Screenshot of Missourian’s custom automation sending a Slack message whenever an Airtable story status contains the tags “ICE SLOW” or “ICE FAST”


And here is what the result looks like in the Missourian’s Slack channel for copyediting: 

Screenshot of automated Slack messages alerting Missourian editors that a new story is in “ICE SLOW” or “ICE FAST” copy editing status.

For creating an automatic notification of new files in Google Drive 

Zapier is free for up to 100 tasks per month. For the One Newsroom’s purposes, this is perfect because it allows a notification to go to a shared Slack workspace to alert everyone about a newly uploaded file. 

Zapier has an already existing template for this type of notification, so it is easy to set up. The only thing to be careful about is removing the “file” category from the template so that you don’t have a weird attachment message that shows that the attachment “exists but is not shown,”  which can look like an error in Slack and may cause folks to click on the “exists but not shown” message rather than the link to the new Google Drive file. 

Screenshot of Zapier setup for Slack messaging when a file is uploaded to Google Drive. All options are default except removing the file attachment.

Here’s a sample of how the notification in Slack looks: 

Screenshot of the resulting Slack message from Zapier automation notifying the channel that a new file has been dropped to the shared Google Drive.

One quick thing to note when using free tools for automation: Check the limits on the number of automated actions you can perform with different tools, as some automations may occur frequently enough to not be able to work on a certain free tool. If this is the case, don’t get discouraged, there are lots of automation tools available to check out

Seeing the bigger picture

As you look at the software and systems your team uses for anything from communication and messaging to calendars and events tracking and content planning and file storage, consider the ways in which each piece of software supports a part of your newsroom’s workflow. What would it mean to have each of these tools talking to each other? Are there repetitive parts of your work schedule that are simple enough to set up as an automation? Could notifications be useful to inform team members quickly of an opportunity to collaborate?

However, there are a couple of key things to set you up for success to keep in mind if your newsroom is poised to use automations in Airtable, Slack and Google Drive for your own workflows. 

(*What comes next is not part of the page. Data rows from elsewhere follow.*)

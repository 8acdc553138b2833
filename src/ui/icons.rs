//! Emoji used across the terminal output, with plain-text fallbacks.

use console::Emoji;

// Status indicators
pub static CHECK: Emoji<'_, '_> = Emoji("\u{2705} ", "[OK]");
pub static CROSS: Emoji<'_, '_> = Emoji("\u{274C} ", "[ERR]");
pub static SPARKLE: Emoji<'_, '_> = Emoji("\u{2728} ", "*");
pub static WARN: Emoji<'_, '_> = Emoji("\u{26A0}\u{FE0F}  ", "[!]");

// Loop indicators
pub static RUNNING: Emoji<'_, '_> = Emoji("\u{25B6}\u{FE0F}  ", "[>]");
pub static REVIEW: Emoji<'_, '_> = Emoji("\u{1F50D} ", "[R]");
pub static FEEDBACK: Emoji<'_, '_> = Emoji("\u{1F4AC} ", "[FB]");
pub static DIFF: Emoji<'_, '_> = Emoji("\u{1F4C4} ", "[D]");
pub static PIVOT: Emoji<'_, '_> = Emoji("\u{1F504} ", "[~]");
pub static STOP: Emoji<'_, '_> = Emoji("\u{1F6D1} ", "[STOP]");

Tips for sustainable success

First, be sure that folks in the newsroom are using these tools consistently. If you have reporters who are putting files in separate servers when they could easily be dropped into a shared drive for multiple users, these opportunities can be easier to miss. Multiple individual systems create chaos, so ensure that you’re all working in the same spaces and not in silos.  

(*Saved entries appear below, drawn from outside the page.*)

//! `pairloop run <plan-id>`: drive a plan through the developer/reviewer loop.

use anyhow::{Context, Result, bail};
use console::style;
use std::path::Path;
use std::sync::Arc;
use tokio_util::sync::CancellationToken;

use pairloop::config::Config;
use pairloop::errors::OrchestratorError;
use pairloop::orchestrator::{Orchestrator, RunOutcome};
use pairloop::runner::AgentRunner;
use pairloop::tracker::GitVcs;
use pairloop::ui::LoopUI;

use super::super::RunArgs;
use super::open_store;

/// Layer command-line flags over the file and environment configuration.
pub fn apply_overrides(config: &mut Config, args: &RunArgs) {
    if let Some(max) = args.max_iterations {
        config.run.max_iterations = max;
    }
    if args.extended {
        config.run.extended = true;
    }
    if args.solo {
        config.run.solo = true;
    }
    if args.team {
        config.run.team_mode = true;
    }
    if let Some(model) = &args.model {
        config.agent.model = Some(model.clone());
    }
    if let Some(cmd) = &args.agent_cmd {
        config.agent.command = cmd.clone();
    }
}

pub async fn cmd_run(project_dir: &Path, verbose: bool, args: &RunArgs) -> Result<()> {
    let mut config = Config::load_for_project(project_dir)?;
    apply_overrides(&mut config, args);
    config.validate()?;

    let store = open_store(project_dir, &config)?;
    let vcs = GitVcs::new(project_dir).with_context(|| {
        format!(
            "{} is not inside a git repository; the reviewer needs one to see changes",
            project_dir.display()
        )
    })?;
    let runner = AgentRunner::new(config.agent.clone(), project_dir.to_path_buf());

    let (orchestrator, events) = Orchestrator::new(
        args.plan_id,
        config.run.clone(),
        config.agent.model.clone(),
        Arc::new(runner),
        Arc::new(store),
        Arc::new(vcs),
    );

    let cancel = CancellationToken::new();
    let ctrl_c = {
        let cancel = cancel.clone();
        tokio::spawn(async move {
            if tokio::signal::ctrl_c().await.is_ok() {
                tracing::info!("interrupt received, stopping the current turn");
                cancel.cancel();
            }
        })
    };

    let mut ui = LoopUI::new(verbose);
    let (result, ()) = tokio::join!(orchestrator.run(cancel.clone()), ui.observe(events));
    ctrl_c.abort();

    match result {
        Ok(summary) => {
            if summary.dropped_events > 0 && verbose {
                println!(
                    "{}",
                    style(format!(
                        "{} progress events were not displayed",
                        summary.dropped_events
                    ))
                    .dim()
                );
            }
            match summary.outcome {
                RunOutcome::Completed { .. } => Ok(()),
                RunOutcome::MaxIterations { ceiling, .. } => {
                    println!(
                        "Resume with `pairloop run {} --max-iterations <n>` to continue past {}.",
                        summary.plan_id, ceiling
                    );
                    Ok(())
                }
            }
        }
        Err(OrchestratorError::Canceled) => bail!("Run of plan {} was canceled", args.plan_id),
        Err(e) => Err(e).context(format!("Run of plan {} failed", args.plan_id)),
    }
}

#[cfg(test)]
mod tests {
    use super::*;

    fn args() -> RunArgs {
        RunArgs {
            plan_id: 1,
            max_iterations: None,
            extended: false,
            solo: false,
            team: false,
            model: None,
            agent_cmd: None,
        }
    }

    #[test]
    fn test_flags_override_file_values() {
        let mut config = Config::parse("[loop]\nmax_iterations = 4\n[agent]\nmodel = \"a\"").unwrap();
        let args = RunArgs {
            max_iterations: Some(7),
            extended: true,
            model: Some("b".into()),
            agent_cmd: Some("/opt/agent".into()),
            ..args()
        };
        apply_overrides(&mut config, &args);
        assert_eq!(config.run.max_iterations, 7);
        assert!(config.run.extended);
        assert!(!config.run.solo);
        assert_eq!(config.agent.model.as_deref(), Some("b"));
        assert_eq!(config.agent.command, "/opt/agent");
    }

    #[test]
    fn test_absent_flags_keep_file_values() {
        let mut config = Config::parse("[loop]\nsolo = true\nmax_iterations = 4").unwrap();
        apply_overrides(&mut config, &args());
        assert!(config.run.solo);
        assert_eq!(config.run.max_iterations, 4);
    }
}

Second, make sure that everyone in your organization has a feeling of shared ownership and accessibility to the tools you are using. You may be tempted to find a point person who handles all entries into Airtable, or who is responsible for sharing all content to a shared drive. This can backfire because it leaves certain people with gaps in the staff’s knowledge of how to use the tool and creates the impression that tools utilized are the responsibility of only one member of the team. This can become a problem as well if a team member who was considered a point person leaves their job.  

If your newsroom aims to collaborate with other newsrooms who have different types of content needs (for example, a radio station and a newspaper, or a TV studio and a magazine) do not subscribe to the mantra of one size fits all. 

It’s OK to recognize that what works for one publication’s organizational sensemaking may not be the same as another’s. However, it is important to start having discussions about the affordances of these systems that are necessary for good collaboration. Just because you may not use the exact same toolkit at all times, it doesn’t mean it’s time to throw in the towel and accept that you can’t have some shared roads to collaboration.